The problems with the interpretation advanced by the government’s
advisers were also well illustrated by a bill introduced by the government in
the Senate and passed on 4 May 1994. The Customs Tariff Amendment Bill 1994 increased rates
of customs duties, but was classified as a bill which did not impose taxation
and was introduced in the Senate. According to the view of the government’s
advisers, the Senate could have amended the bill to increase further the rates
of duty. Thus the House of Representatives would not only receive from the
Senate a bill which increased taxation but which had been amended by the Senate
to increase the taxation beyond the level proposed by the government. This
would completely undermine the main purpose of section 53, which is to give the
House of Representatives the exclusive right to introduce taxation imposition
and appropriation measures.
The Chair of Committees has directed that government requests to bills
dealing with taxation be moved in the form of amendments where the amendments
have been proposed as requests apparently because of a view on the part of
government advisers that they might result in higher taxation by comparison
with the bill, as distinct from the status quo in the absence of the bill. The
chair has pointed out that the Senate has not accepted such a strained
interpretation of the charge or burden provision (SD, 22/11/1995, p. 3722;
1/12/1995, pp 4570-1; 20/11/1996, p. 5711; 10/2/1997, p. 277; SD,
25/5/1998, p. 3022; SD, 10/5/2000, p. 14265; SD, 7/12/2000, p. 21146).

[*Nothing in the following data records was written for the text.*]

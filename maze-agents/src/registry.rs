//! Every agent the maze can be played by, and the rules for which ones go together
//!
//! ```rust
//! use maze_agents::registry::{AgentConfig, AgentKind};
//!
//! let config = AgentConfig {
//!     kind: AgentKind::AStar,
//!     filled: true,
//!     ..Default::default()
//! };
//!
//! // Plain A* has no idea what to do with a maze full of diamonds
//! let resolved = config.validate().unwrap();
//! assert_eq!(resolved.kind, AgentKind::AStarFilled);
//! ```

use std::{fmt::Display, str::FromStr};

use anyhow::{bail, Result};
use maze_minimax::StrategyKind;
use serde::{Deserialize, Serialize};

use crate::{
    planner::{
        AdversarialOptions, AdversarialPlanner, BoxedPlanner, ChaserPlanner, GreedyPlanner,
        MstPlanner, RandomWalker, SearchAlgorithm, SearchOptions, SearchPlanner,
    },
    search::Heuristic,
    sim::MAX_ENEMIES,
};

#[derive(Debug, Clone, Copy, PartialEq, Eq, Hash, Serialize, Deserialize)]
#[serde(rename_all = "kebab-case")]
/// The algorithms the main agent can run
pub enum AgentKind {
    #[allow(missing_docs)]
    Random,
    #[allow(missing_docs)]
    Bfs,
    #[allow(missing_docs)]
    Dfs,
    #[allow(missing_docs)]
    Ucs,
    #[allow(missing_docs)]
    AStar,
    /// A* ordered by a spanning tree, for filled mazes
    AStarFilled,
    #[allow(missing_docs)]
    Greedy,
    #[allow(missing_docs)]
    Minimax,
    #[allow(missing_docs)]
    AlphaBeta,
    #[allow(missing_docs)]
    Expectimax,
}

impl AgentKind {
    /// Every kind, in the order they are listed to users
    pub fn all() -> [AgentKind; 10] {
        [
            AgentKind::Random,
            AgentKind::Bfs,
            AgentKind::Dfs,
            AgentKind::Ucs,
            AgentKind::AStar,
            AgentKind::AStarFilled,
            AgentKind::Greedy,
            AgentKind::Minimax,
            AgentKind::AlphaBeta,
            AgentKind::Expectimax,
        ]
    }

    #[allow(missing_docs)]
    pub fn name(&self) -> &'static str {
        match self {
            AgentKind::Random => "random",
            AgentKind::Bfs => "bfs",
            AgentKind::Dfs => "dfs",
            AgentKind::Ucs => "ucs",
            AgentKind::AStar => "astar",
            AgentKind::AStarFilled => "astar-filled",
            AgentKind::Greedy => "greedy",
            AgentKind::Minimax => "minimax",
            AgentKind::AlphaBeta => "alphabeta",
            AgentKind::Expectimax => "expectimax",
        }
    }

    /// A short explanation of the algorithm for users
    pub fn explain(&self) -> &'static str {
        match self {
            AgentKind::Random => {
                "Random algorithm chooses a random path to take, which may not be optimal."
            }
            AgentKind::Bfs => {
                "Breadth First Search (BFS) explores all neighbors at the present depth prior to \
                 moving on to nodes at the next depth level."
            }
            AgentKind::Dfs => {
                "Depth First Search (DFS) explores as far as possible along each branch before \
                 backtracking."
            }
            AgentKind::Ucs => {
                "Uniform Cost Search (UCS) is a search algorithm that expands the least cost \
                 node first."
            }
            AgentKind::AStar => {
                "A* is a graph traversal and pathfinding algorithm that is efficient and finds \
                 the shortest path."
            }
            AgentKind::AStarFilled => {
                "A* over a maze full of diamonds, visiting them in the order of a spanning tree \
                 grown from the agent."
            }
            AgentKind::Greedy => {
                "Greedy Best-First Search algorithm selects the path that appears to be the best \
                 at the moment."
            }
            AgentKind::Minimax => {
                "Minimax looks a few moves ahead assuming every enemy plays its best move \
                 against the agent."
            }
            AgentKind::AlphaBeta => {
                "Alpha-beta pruning finds the same move as minimax while skipping branches that \
                 can't change the result."
            }
            AgentKind::Expectimax => {
                "Expectimax treats one enemy as moving at random and averages over its moves \
                 instead of assuming the worst."
            }
        }
    }

    /// Whether the agent can play a maze where every open cell holds a diamond
    pub fn filled_compatible(&self) -> bool {
        matches!(
            self,
            AgentKind::Random | AgentKind::AStar | AgentKind::AStarFilled | AgentKind::Greedy
        ) || self.is_adversarial()
    }

    /// Whether the agent plans against enemies
    pub fn is_adversarial(&self) -> bool {
        self.strategy().is_some()
    }

    /// The game tree search behind an adversarial kind
    pub fn strategy(&self) -> Option<StrategyKind> {
        match self {
            AgentKind::Minimax => Some(StrategyKind::Minimax),
            AgentKind::AlphaBeta => Some(StrategyKind::AlphaBeta),
            AgentKind::Expectimax => Some(StrategyKind::Expectimax),
            _ => None,
        }
    }
}

impl Display for AgentKind {
    fn fmt(&self, f: &mut std::fmt::Formatter<'_>) -> std::fmt::Result {
        write!(f, "{}", self.name())
    }
}

impl FromStr for AgentKind {
    type Err = anyhow::Error;

    fn from_str(s: &str) -> Result<Self> {
        match AgentKind::all().into_iter().find(|k| k.name() == s) {
            Some(kind) => Ok(kind),
            None => bail!(
                "Unknown algorithm {}, expected one of {}",
                s,
                AgentKind::all().map(|k| k.name()).join(", ")
            ),
        }
    }
}

#[derive(Debug, Clone, Copy, PartialEq, Eq, Hash, Serialize, Deserialize)]
#[serde(rename_all = "kebab-case")]
/// How the enemies move
pub enum EnemyKind {
    /// Wander at random
    Random,
    /// Run along the shortest path to the main agent
    Chaser,
    /// Search the same game tree as an adversarial main agent, as the minimizing side
    Adversarial,
}

impl Default for EnemyKind {
    fn default() -> Self {
        EnemyKind::Chaser
    }
}

impl EnemyKind {
    #[allow(missing_docs)]
    pub fn name(&self) -> &'static str {
        match self {
            EnemyKind::Random => "random",
            EnemyKind::Chaser => "chaser",
            EnemyKind::Adversarial => "adversarial",
        }
    }
}

impl FromStr for EnemyKind {
    type Err = anyhow::Error;

    fn from_str(s: &str) -> Result<Self> {
        match s {
            "random" => Ok(EnemyKind::Random),
            "chaser" => Ok(EnemyKind::Chaser),
            "adversarial" => Ok(EnemyKind::Adversarial),
            other => bail!("Unknown enemy kind {}", other),
        }
    }
}

#[derive(Debug, Clone, Copy, PartialEq)]
/// Everything needed to build the planners of a match
pub struct AgentConfig {
    /// The main agent's algorithm
    pub kind: AgentKind,
    /// Use [Heuristic::WeightedManhattan], only valid for A*
    pub weighted: bool,
    /// Whether the maze is filled with diamonds
    pub filled: bool,
    #[allow(missing_docs)]
    pub enemy_count: usize,
    #[allow(missing_docs)]
    pub enemy_kind: EnemyKind,
    #[allow(missing_docs)]
    pub search: SearchOptions,
    #[allow(missing_docs)]
    pub adversarial: AdversarialOptions,
    /// Seed for random walkers, `None` seeds from the OS
    pub seed: Option<u64>,
}

impl Default for AgentConfig {
    fn default() -> Self {
        Self {
            kind: AgentKind::Bfs,
            weighted: false,
            filled: false,
            enemy_count: 0,
            enemy_kind: EnemyKind::default(),
            search: SearchOptions::default(),
            adversarial: AdversarialOptions::default(),
            seed: None,
        }
    }
}

impl AgentConfig {
    /// Check the combination of options, resolving plain A* on a filled maze to
    /// [AgentKind::AStarFilled]
    pub fn validate(mut self) -> Result<Self> {
        if self.weighted && !matches!(self.kind, AgentKind::AStar | AgentKind::AStarFilled) {
            bail!("--weighted is only applicable when using the A* algorithm.");
        }
        if self.filled && !self.kind.filled_compatible() {
            bail!(
                "Filled mazes only work with the greedy, random, astar or adversarial agents, not {}.",
                self.kind
            );
        }
        if self.kind.is_adversarial() && self.enemy_count == 0 {
            bail!("{} requires at least one enemy to be present.", self.kind);
        }
        if self.enemy_count > MAX_ENEMIES {
            bail!("Enemy count cannot be greater than {}.", MAX_ENEMIES);
        }
        if self.kind == AgentKind::Expectimax
            && !(1..=self.enemy_count).contains(&self.adversarial.stochastic_enemy)
        {
            bail!(
                "The random enemy for expectimax must be one of the {} enemies, got {}.",
                self.enemy_count,
                self.adversarial.stochastic_enemy
            );
        }

        if self.filled && self.kind == AgentKind::AStar {
            self.kind = AgentKind::AStarFilled;
        }

        Ok(self)
    }

    /// The search options with the weighted flag applied
    pub fn search_options(&self) -> SearchOptions {
        if self.weighted {
            SearchOptions {
                heuristic: Heuristic::WeightedManhattan,
                ..self.search
            }
        } else {
            self.search
        }
    }

    fn random_walker(&self, offset: u64) -> RandomWalker {
        match self.seed {
            Some(seed) => RandomWalker::seeded(seed.wrapping_add(offset)),
            None => RandomWalker::default(),
        }
    }

    /// The planner for the main agent
    pub fn build_planner(&self) -> BoxedPlanner {
        let search = self.search_options();

        match self.kind {
            AgentKind::Random => Box::new(self.random_walker(0)),
            AgentKind::Bfs => Box::new(SearchPlanner::new(SearchAlgorithm::Bfs, search)),
            AgentKind::Dfs => Box::new(SearchPlanner::new(SearchAlgorithm::Dfs, search)),
            AgentKind::Ucs => Box::new(SearchPlanner::new(SearchAlgorithm::Ucs, search)),
            AgentKind::AStar => Box::new(SearchPlanner::new(SearchAlgorithm::AStar, search)),
            AgentKind::AStarFilled => Box::new(MstPlanner::new(search)),
            AgentKind::Greedy => Box::new(GreedyPlanner),
            AgentKind::Minimax | AgentKind::AlphaBeta | AgentKind::Expectimax => {
                let strategy = self.kind.strategy().unwrap_or(StrategyKind::Minimax);
                Box::new(AdversarialPlanner::new(strategy, self.adversarial, 0))
            }
        }
    }

    /// The planner for enemy number `enemy` (agent index `enemy + 1`)
    ///
    /// Adversarial enemies search with the main agent's strategy when it has one and with
    /// minimax otherwise.
    pub fn build_enemy(&self, enemy: usize) -> BoxedPlanner {
        match self.enemy_kind {
            EnemyKind::Random => Box::new(self.random_walker(enemy as u64 + 1)),
            EnemyKind::Chaser => Box::new(ChaserPlanner),
            EnemyKind::Adversarial => {
                let strategy = self.kind.strategy().unwrap_or(StrategyKind::Minimax);
                Box::new(AdversarialPlanner::new(strategy, self.adversarial, enemy + 1))
            }
        }
    }

    /// The planner for every enemy
    pub fn build_enemies(&self) -> Vec<BoxedPlanner> {
        (0..self.enemy_count).map(|i| self.build_enemy(i)).collect()
    }
}
use std::convert::TryFrom;

use anyhow::{bail, ensure, Context, Result};
use itertools::Itertools;
use serde::{Deserialize, Serialize};

use crate::GridCoord;

#[derive(Debug, Clone, Copy, PartialEq, Eq, Hash, Serialize, Deserialize)]
#[serde(try_from = "u8", into = "u8")]
/// A raw cell of the level layout
pub enum MazeCell {
    /// Open air. Becomes standable ground when it has a block above and below it
    Empty,
    /// A solid block
    Platform,
    /// A diamond waiting to be collected
    Goal,
    /// A climbable ladder section
    Ladder,
    /// A solid block whose top surface is slow to walk over
    SlowPlatform,
}

impl MazeCell {
    /// Platforms of either kind
    pub fn is_solid(self) -> bool {
        matches!(self, MazeCell::Platform | MazeCell::SlowPlatform)
    }
}

impl TryFrom<u8> for MazeCell {
    type Error = anyhow::Error;

    fn try_from(value: u8) -> Result<Self> {
        Ok(match value {
            0 => MazeCell::Empty,
            1 => MazeCell::Platform,
            2 => MazeCell::Goal,
            3 => MazeCell::Ladder,
            4 => MazeCell::SlowPlatform,
            other => bail!("unknown maze cell value {}", other),
        })
    }
}

impl From<MazeCell> for u8 {
    fn from(cell: MazeCell) -> Self {
        match cell {
            MazeCell::Empty => 0,
            MazeCell::Platform => 1,
            MazeCell::Goal => 2,
            MazeCell::Ladder => 3,
            MazeCell::SlowPlatform => 4,
        }
    }
}

#[derive(Debug, Clone, PartialEq, Eq, Serialize, Deserialize)]
#[serde(try_from = "Vec<Vec<u8>>", into = "Vec<Vec<u8>>")]
/// The level layout, a non-empty rectangular grid of [MazeCell]s
///
/// The world owns this. The agents only ever read it, except that a collected diamond in a filled
/// maze is turned back into [MazeCell::Empty] by whoever runs the match.
pub struct Maze {
    rows: usize,
    cols: usize,
    cells: Vec<MazeCell>,
}

impl Maze {
    /// Build a maze from rows of raw cell values
    pub fn from_rows(rows: Vec<Vec<u8>>) -> Result<Self> {
        ensure!(!rows.is_empty(), "a maze needs at least one row");
        let cols = rows[0].len();
        ensure!(cols > 0, "a maze needs at least one column");

        let mut cells = Vec::with_capacity(rows.len() * cols);
        for (r, row) in rows.iter().enumerate() {
            ensure!(
                row.len() == cols,
                "row {} has {} cells but the maze is {} wide",
                r,
                row.len(),
                cols
            );
            for (c, value) in row.iter().enumerate() {
                let cell = MazeCell::try_from(*value)
                    .with_context(|| format!("bad cell at ({}, {})", r, c))?;
                cells.push(cell);
            }
        }

        Ok(Self {
            rows: rows.len(),
            cols,
            cells,
        })
    }

    #[allow(missing_docs)]
    pub fn rows(&self) -> usize {
        self.rows
    }

    #[allow(missing_docs)]
    pub fn cols(&self) -> usize {
        self.cols
    }

    fn index(&self, coord: GridCoord) -> Option<usize> {
        let row = usize::try_from(coord.row).ok()?;
        let col = usize::try_from(coord.col).ok()?;

        if row < self.rows && col < self.cols {
            Some(row * self.cols + col)
        } else {
            None
        }
    }

    /// Whether the coordinate lies on the grid
    pub fn contains(&self, coord: GridCoord) -> bool {
        self.index(coord).is_some()
    }

    /// The cell at `coord`, or `None` off the grid
    pub fn get(&self, coord: GridCoord) -> Option<MazeCell> {
        self.index(coord).map(|i| self.cells[i])
    }

    /// Overwrite a single cell
    pub fn set(&mut self, coord: GridCoord, cell: MazeCell) -> Result<()> {
        let i = self
            .index(coord)
            .with_context(|| format!("{} is outside the maze", coord))?;
        self.cells[i] = cell;
        Ok(())
    }

    /// Every coordinate in row-major order
    pub fn coords(&self) -> impl Iterator<Item = GridCoord> {
        let cols = self.cols as i32;
        (0..self.rows as i32).cartesian_product(0..cols).map(GridCoord::from)
    }

    /// Every diamond, in row-major order
    pub fn goal_cells(&self) -> Vec<GridCoord> {
        self.coords()
            .filter(|c| self.get(*c) == Some(MazeCell::Goal))
            .collect()
    }

    /// Moves the (single) diamond of a regular maze to `to`
    ///
    /// Any other diamond is cleared. Callers must recompute walkability afterwards because the
    /// cells around both the old and the new goal can change standability.
    pub fn relocate_goal(&mut self, to: GridCoord) -> Result<()> {
        ensure!(
            self.get(to) == Some(MazeCell::Empty),
            "a goal can only be moved onto an empty cell, {} is {:?}",
            to,
            self.get(to)
        );

        for goal in self.goal_cells() {
            self.set(goal, MazeCell::Empty)?;
        }
        self.set(to, MazeCell::Goal)
    }

    /// Marks a collected diamond of a filled maze as empty
    pub fn clear_goal(&mut self, at: GridCoord) -> Result<()> {
        ensure!(
            self.get(at) == Some(MazeCell::Goal),
            "there is no goal to clear at {}",
            at
        );
        self.set(at, MazeCell::Empty)
    }
}

impl TryFrom<Vec<Vec<u8>>> for Maze {
    type Error = anyhow::Error;

    fn try_from(rows: Vec<Vec<u8>>) -> Result<Self> {
        Maze::from_rows(rows)
    }
}

impl From<Maze> for Vec<Vec<u8>> {
    fn from(maze: Maze) -> Self {
        maze.cells
            .chunks(maze.cols)
            .map(|row| row.iter().map(|c| u8::from(*c)).collect())
            .collect()
    }
}

#[derive(Debug, Clone, Copy, PartialEq, Eq, Serialize, Deserialize)]
#[serde(rename_all = "lowercase")]
/// The stock maze widths
pub enum MazeSize {
    #[allow(missing_docs)]
    Small,
    #[allow(missing_docs)]
    Medium,
    #[allow(missing_docs)]
    Large,
}

impl MazeSize {
    /// Classify a maze by its width
    pub fn of(maze: &Maze) -> Self {
        match maze.cols() {
            0..=17 => MazeSize::Small,
            18..=20 => MazeSize::Medium,
            _ => MazeSize::Large,
        }
    }
}

#[derive(Debug, Clone, Serialize, Deserialize)]
/// A maze together with where everybody starts, as stored in the JSON fixtures
///
/// ```rust
/// use types::{GridCoord, MazeFixture};
///
/// let fixture = MazeFixture::from_json(
///     r#"{ "cells": [[1, 1, 1], [1, 0, 1], [1, 1, 1]], "start": [1, 1] }"#,
/// )
/// .unwrap();
///
/// assert_eq!(fixture.start, GridCoord::new(1, 1));
/// assert!(fixture.enemies.is_empty());
/// ```
pub struct MazeFixture {
    /// The level layout
    #[serde(rename = "cells")]
    pub maze: Maze,
    /// Where the main agent starts
    pub start: GridCoord,
    /// Where the enemies start, if any
    #[serde(default)]
    pub enemies: Vec<GridCoord>,
}

impl MazeFixture {
    /// Parse and validate a fixture
    pub fn from_json(json: &str) -> Result<Self> {
        let fixture: MazeFixture =
            serde_json::from_str(json).context("could not parse maze fixture")?;

        ensure!(
            fixture.maze.contains(fixture.start),
            "start {} is outside the maze",
            fixture.start
        );
        if let Some(e) = fixture.enemies.iter().find(|e| !fixture.maze.contains(**e)) {
            bail!("enemy start {} is outside the maze", e);
        }

        Ok(fixture)
    }

    /// Whether every open cell of the maze holds a diamond
    ///
    /// The start cell is the one open cell allowed to stay empty.
    pub fn is_filled(&self) -> bool {
        let goals = self.maze.goal_cells();
        !goals.is_empty()
            && self
                .maze
                .coords()
                .filter(|c| *c != self.start)
                .all(|c| self.maze.get(c) != Some(MazeCell::Empty) || !self.standable(c))
    }

    fn standable(&self, c: GridCoord) -> bool {
        let solid = |c: GridCoord| self.maze.get(c).map_or(false, MazeCell::is_solid);
        solid(c.offset((-1, 0))) && solid(c.offset((1, 0)))
    }
}
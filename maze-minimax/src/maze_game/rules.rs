use std::sync::Arc;

use decorum::{Infinite, N64};
use derivative::Derivative;
use types::{GridCoord, Move, WalkabilityMatrix};

use super::{shortest_distance, EvaluationWeights, GameState, PositionKey};
use crate::GameModel;

#[derive(Derivative, Clone)]
#[derivative(Debug)]
/// Legal moves, successors, terminal checks and evaluation for the ladder maze
///
/// One of these is built per planning cycle. It remembers how far the enemies *really* are from
/// the main agent at that moment, because the evaluation treats a real nearby enemy differently
/// from one that only gets close somewhere down a simulated branch.
pub struct MazeGame {
    #[derivative(Debug = "ignore")]
    walkability: Arc<WalkabilityMatrix>,
    weights: EvaluationWeights,
    real_enemy_distance: Option<usize>,
}

impl MazeGame {
    /// Rules for searching from `root`
    pub fn new(
        walkability: Arc<WalkabilityMatrix>,
        weights: EvaluationWeights,
        root: &GameState,
    ) -> Self {
        let real_enemy_distance = shortest_distance(&walkability, root.main, &root.enemies);

        Self {
            walkability,
            weights,
            real_enemy_distance,
        }
    }

    #[allow(missing_docs)]
    pub fn walkability(&self) -> &WalkabilityMatrix {
        &self.walkability
    }

    /// The moves available from `pos`, in `Left, Right, Down, Up` order
    ///
    /// `Up` needs a ladder above, the other directions need a walkable cell. Off-grid cells are
    /// never walkable. On flat ground the horizontal reversal of `prev_action` is dropped to keep
    /// the tree from oscillating, unless it is the only move left.
    pub fn legal_moves_from(&self, pos: GridCoord, prev_action: Option<Move>) -> Vec<Move> {
        let w = &self.walkability;

        let mut moves: Vec<Move> = Move::all()
            .into_iter()
            .filter(|m| {
                let target = pos.step(*m);
                match m {
                    Move::Up => w.is_ladder(target),
                    _ => w.is_walkable(target),
                }
            })
            .collect();

        if let Some(prev) = prev_action.filter(|p| p.is_horizontal()) {
            if !w.is_ladder(pos) && moves.len() > 1 {
                moves.retain(|m| *m != prev.reverse());
            }
        }

        moves
    }

    /// Score a state for the main agent, see [EvaluationWeights] for the formula
    pub fn evaluation_function(
        &self,
        state: &GameState,
        depth: usize,
        player_action: Option<Move>,
    ) -> N64 {
        if state.lose {
            return N64::NEG_INFINITY;
        }
        if state.win {
            return N64::INFINITY;
        }

        let weights = &self.weights;
        let mut score = 0.0;

        if let Some(d) = shortest_distance(&self.walkability, state.main, &state.enemies) {
            let closeness = 1.0 / (d as f64 + 1.0);
            score -= weights.enemy * closeness;

            if matches!(self.real_enemy_distance, Some(real) if real <= weights.danger_radius) {
                score -= weights.danger * closeness;
            }
        }

        if let Some(d) = shortest_distance(&self.walkability, state.main, &state.goals) {
            score += weights.goal / (d as f64 + 1.0);
        }

        score += weights.collected * state.diamond_count as f64 * (depth as f64 + 1.0);

        if player_action.is_none() {
            score -= weights.idle;
        }

        N64::from(score)
    }
}

impl GameModel for MazeGame {
    type State = GameState;
    type Action = Move;
    type Key = PositionKey;

    fn agent_count(&self, state: &GameState) -> usize {
        state.agent_count()
    }

    fn legal_moves(&self, state: &GameState, agent_index: usize) -> Vec<Move> {
        self.legal_moves_from(state.position(agent_index), state.last_move(agent_index))
    }

    /// Legality is not checked here, `action` is applied as given
    ///
    /// Only the main agent collects diamonds.
    fn generate_successor(&self, state: &GameState, agent_index: usize, action: Move) -> GameState {
        let mut next = state.clone();
        let to = state.position(agent_index).step(action);

        next.set_position(agent_index, to);
        next.set_last_move(agent_index, Some(action));
        if agent_index == 0 {
            next.collect_goal(to);
        }

        next
    }

    fn is_terminal(&self, state: &mut GameState) -> bool {
        state.is_terminal()
    }

    fn evaluate(&self, state: &GameState, depth: usize, player_action: Option<Move>) -> N64 {
        self.evaluation_function(state, depth, player_action)
    }

    fn transposition_key(&self, state: &GameState, agent_index: usize) -> PositionKey {
        state.key(agent_index)
    }
}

In relation to amendments which might increase tax payable,
the constitutional provision refers to an amendment which would increase any
proposed charge or burden, and the view taken in the Senate since 1903 is that
a bill dealing with taxation does not contain a proposed charge or burden
unless it is a bill imposing taxation. Amendments of this kind are therefore
directed by the chair to be moved as amendments (New Business Tax System (Thin
Capitalisation) Bill 2001, SD, 27/9/2001, p. 28123). The claim that any amendment which
might be regarded as in any way disadvantageous to taxpayers should be a
request was also not accepted (statement by Chair of Committees, SD, 27/6/1996, pp 2367-8).
On the other hand, the government drafters have taken the view that
amendments which reduce the taxation payable should be requests on the
basis that appropriations may increase to compensate for the lost revenue! In
one case a Governor-General’s message was prepared (but not used) to recommend
the appropriation supposedly arising from the amendments (A New Tax System
(Indirect Tax and Consequential Amendments) Bill (No. 2) 1999: statements by Chair of
Committees, SD, 9/12/1999, pp 11654, 11691). Where it has been
indicated that an amendment will give rise to tax refunds payable out of a
standing appropriation, the Senate has accepted that the amendments should be
requests (statement by Chair of Committees, New Business Tax System
(Miscellaneous) Bill 1999, SD, 8/6/2000, p. 14923, 26/6/2000, p. 15633; this
case gave rise to a resolution of the Senate requiring explanations of government
amendments framed as requests: 26/6/2000, J.2899; Indirect Tax Legislation
Amendment Bill 2000, SD, 26/6/2000, p. 15556).
On occasions government amendments have been initially presented as
requests despite the explanatory memoranda indicating that they would have no
financial impact (Taxation Laws Amendment Bill (No. 1) 1997, SD, 27/6/1997, p.
5456; Superannuation Contributions Tax Bills, SD, 24/11/1997, p. 9289;
Ballast Water Research and Development Funding Levy Collection Bill, SD,
26/3/1998, p. 1392; Taxation Laws Amendment (Trust Loss and Other Deductions)
Bill 1997, SD, 23/3/1998, p. 1087. For other cases involving tax bills see New
Tax System Bills, SD, 30/4/1999, p. 4657; 24/6/1999, p. 6252; 25/6/1999, p.
6465; Telecommunications Bills, SD, 27/5/1999, p. 5549).